> _Information given_:
────────────────

//! Grading for the flat mapping family: word-bank blanks and the
//! heading/information/feature/sentence-ending matching types.
//!
//! Both payloads hold a flat string-to-string map under `blanks` or
//! `matches`. Partial credit applies per key via the mapping scorer; the
//! teacher's key set is authoritative.

use std::collections::BTreeMap;

use serde_json::Value;

use crate::error::GradeError;
use crate::scorer::score_mapping;
use crate::strategies::decode;
use crate::traits::strategy::AnswerStrategy;
use crate::types::GradeResult;

pub struct MappingStrategy;

/// Pulls the flat pair map out of a payload, accepting either the `blanks`
/// or the `matches` spelling. Returns `Ok(None)` when neither key is
/// present so the caller can decide whether that side is required.
fn flat_pairs(payload: &Value, what: &str) -> Result<Option<BTreeMap<String, String>>, GradeError> {
    match payload {
        Value::Object(top) => match top.get("blanks").or_else(|| top.get("matches")) {
            Some(map) => decode(map, what).map(Some),
            None => Ok(None),
        },
        _ => Err(GradeError::ShapeMismatch(format!(
            "{what}: expected an object with blanks or matches"
        ))),
    }
}

impl AnswerStrategy for MappingStrategy {
    fn grade(
        &self,
        student_answer: &Value,
        correct_answer: &Value,
        case_sensitive: bool,
    ) -> Result<GradeResult, GradeError> {
        let correct = flat_pairs(correct_answer, "correct answer")?
            .ok_or_else(|| GradeError::MissingField("blanks or matches".to_string()))?;
        // A student who answered nothing still gets a graded zero.
        let student = flat_pairs(student_answer, "student answer")?.unwrap_or_default();

        Ok(GradeResult::partial(score_mapping(
            &student,
            &correct,
            case_sensitive,
        )))
    }
}
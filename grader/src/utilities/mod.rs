//! # Utilities
//!
//! Leaf helpers shared by the grading strategies and by collaborators outside
//! the engine:
//! - [`text`]: whitespace/case normalization and the word-limit check.
//! - [`migration`]: legacy answer-map upgrades and the save-time
//!   normalization gate for correct-answer payloads.

pub mod migration;
pub mod text;
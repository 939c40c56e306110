//! # Types Module
//!
//! Core result types shared across the grading engine: the per-question
//! [`GradeResult`] returned by every strategy, and the [`MappingScore`]
//! breakdown produced for the partial-credit families.

use serde::{Deserialize, Serialize};

/// The outcome of grading a single answer.
///
/// `score` is a fraction in `[0, 1]`. For all-or-nothing families it is
/// exactly `0.0` or `1.0`; for the mapping families it is the share of
/// correct sub-parts. `is_correct` is true only for a full score.
#[derive(Debug, Clone, Copy, PartialEq, Serialize, Deserialize)]
#[serde(rename_all = "camelCase")]
pub struct GradeResult {
    pub is_correct: bool,
    pub score: f64,
}

impl GradeResult {
    /// All-or-nothing result from a boolean match.
    pub fn all_or_nothing(matched: bool) -> Self {
        GradeResult {
            is_correct: matched,
            score: if matched { 1.0 } else { 0.0 },
        }
    }

    /// Partial-credit result from a mapping breakdown. Correct means every
    /// sub-part matched, which an empty correct map can never satisfy.
    pub fn partial(breakdown: MappingScore) -> Self {
        GradeResult {
            is_correct: breakdown.total > 0 && breakdown.correct == breakdown.total,
            score: breakdown.score,
        }
    }
}

/// The breakdown of a partial-credit comparison over a keyed answer map.
///
/// `total` is the number of keys in the teacher's correct map, which is the
/// authoritative key set. `correct` counts the keys the student matched.
#[derive(Debug, Clone, Copy, PartialEq)]
pub struct MappingScore {
    pub correct: usize,
    pub total: usize,
    pub score: f64,
}

impl MappingScore {
    /// Builds the breakdown from counts, guarding the empty-map case.
    pub fn from_counts(correct: usize, total: usize) -> Self {
        let score = if total == 0 {
            0.0
        } else {
            correct as f64 / total as f64
        };
        MappingScore {
            correct,
            total,
            score,
        }
    }
}

#[cfg(test)]
mod tests {
    use super::*;

    #[test]
    fn test_all_or_nothing() {
        assert_eq!(
            GradeResult::all_or_nothing(true),
            GradeResult {
                is_correct: true,
                score: 1.0
            }
        );
        assert_eq!(
            GradeResult::all_or_nothing(false),
            GradeResult {
                is_correct: false,
                score: 0.0
            }
        );
    }

    #[test]
    fn test_partial_requires_full_total() {
        let result = GradeResult::partial(MappingScore::from_counts(2, 3));
        assert!(!result.is_correct);
        assert!((result.score - 2.0 / 3.0).abs() < 1e-12);

        let full = GradeResult::partial(MappingScore::from_counts(3, 3));
        assert!(full.is_correct);
        assert_eq!(full.score, 1.0);
    }

    #[test]
    fn test_empty_mapping_is_never_correct() {
        let result = GradeResult::partial(MappingScore::from_counts(0, 0));
        assert!(!result.is_correct);
        assert_eq!(result.score, 0.0);
    }

    #[test]
    fn test_serialization_uses_camel_case() {
        let value = serde_json::to_value(GradeResult::all_or_nothing(true)).unwrap();
        assert_eq!(value["isCorrect"], true);
        assert_eq!(value["score"], 1.0);
    }
}
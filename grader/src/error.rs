//! Grading error types.
//!
//! These errors are internal to the engine: every one of them is caught at
//! the dispatcher boundary in [`crate::grade`] and folded into a `None`
//! ("ungradable") result, because one malformed answer must never abort
//! grading of the rest of a submission. They exist so strategies can report
//! *why* a payload was ungradable to the logs.

/// Errors raised while decoding or grading a single answer payload.
#[derive(Debug, thiserror::Error)]
pub enum GradeError {
    /// The payload is not valid for its declared shape (serde-level failure).
    #[error("malformed answer payload ({0})")]
    MalformedPayload(String),

    /// A required top-level field is entirely absent.
    #[error("missing required field: {0}")]
    MissingField(String),

    /// The payload's overall shape does not match the question family.
    #[error("answer shape does not match question family: {0}")]
    ShapeMismatch(String),
}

────────────────

Which lines of the material above hold the string "AnswerStrategy"? Pull them out.

> _Response for this exercise_:
use crate::traits::strategy::AnswerStrategy;
impl AnswerStrategy for MappingStrategy {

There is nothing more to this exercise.